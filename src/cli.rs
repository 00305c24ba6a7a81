use std::path::PathBuf;

use clap::{ArgAction, Parser, ValueEnum};
use log::LevelFilter;

use crate::features::Feature;

/// Command line interface definition for tree-patch.
#[derive(Parser, Debug)]
#[command(name = "tree-patch")]
#[command(about = "Apply a unified diff to a working tree, checking every hunk against the files")]
#[command(version)]
pub struct Cli {
    /// Patch file to apply, or `-` to read it from stdin
    #[arg(value_name = "PATCH")]
    pub patch: PathBuf,

    /// Working tree to apply the patch in
    #[arg(short = 'C', long, value_name = "DIR", default_value = ".")]
    pub directory: PathBuf,

    /// Check that the patch applies without writing anything
    #[arg(long)]
    pub check: bool,

    /// Apply the patch in reverse (undo it)
    #[arg(short = 'R', long)]
    pub reverse: bool,

    /// Format of the patch input
    #[arg(long, value_enum, default_value = "diff")]
    pub input: InputFormat,

    /// Print the touched paths as JSON
    #[arg(long)]
    pub json: bool,

    /// Enable optional features (comma-separated)
    /// Examples: rename-hunks, copy-hunks
    #[arg(long, value_enum, value_delimiter = ',')]
    pub features: Option<Vec<Feature>>,

    /// Increase logging verbosity (-v debug, -vv trace)
    #[arg(short, long = "verbose", action = ArgAction::Count)]
    pub verbosity: u8,

    /// Only log errors
    #[arg(short, long, conflicts_with = "verbosity")]
    pub quiet: bool,
}

impl Cli {
    /// Log level selected by `-v`/`-q`.
    pub fn log_level(&self) -> LevelFilter {
        if self.quiet {
            LevelFilter::Error
        } else {
            match self.verbosity {
                0 => LevelFilter::Info,
                1 => LevelFilter::Debug,
                _ => LevelFilter::Trace,
            }
        }
    }

    /// True when the patch is read from stdin.
    pub fn reads_stdin(&self) -> bool {
        self.patch.as_os_str() == "-"
    }
}

/// How the patch input is encoded.
#[derive(Clone, Copy, Debug, PartialEq, Eq, ValueEnum)]
pub enum InputFormat {
    /// Unified diff text, as produced by `git diff`
    Diff,
    /// A serialized patch document
    Json,
}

* [PROMPT]: Copy the lines of the data above exactly as written, beginning with the line containing "LevelFilter::Error" and ending with the line containing "read from stdin.", and leave out all other lines.

* [ANSWER SECTION]:
            LevelFilter::Error
        } else {
            match self.verbosity {
                0 => LevelFilter::Info,
                1 => LevelFilter::Debug,
                _ => LevelFilter::Trace,
            }
        }
    }

    /// True when the patch is read from stdin.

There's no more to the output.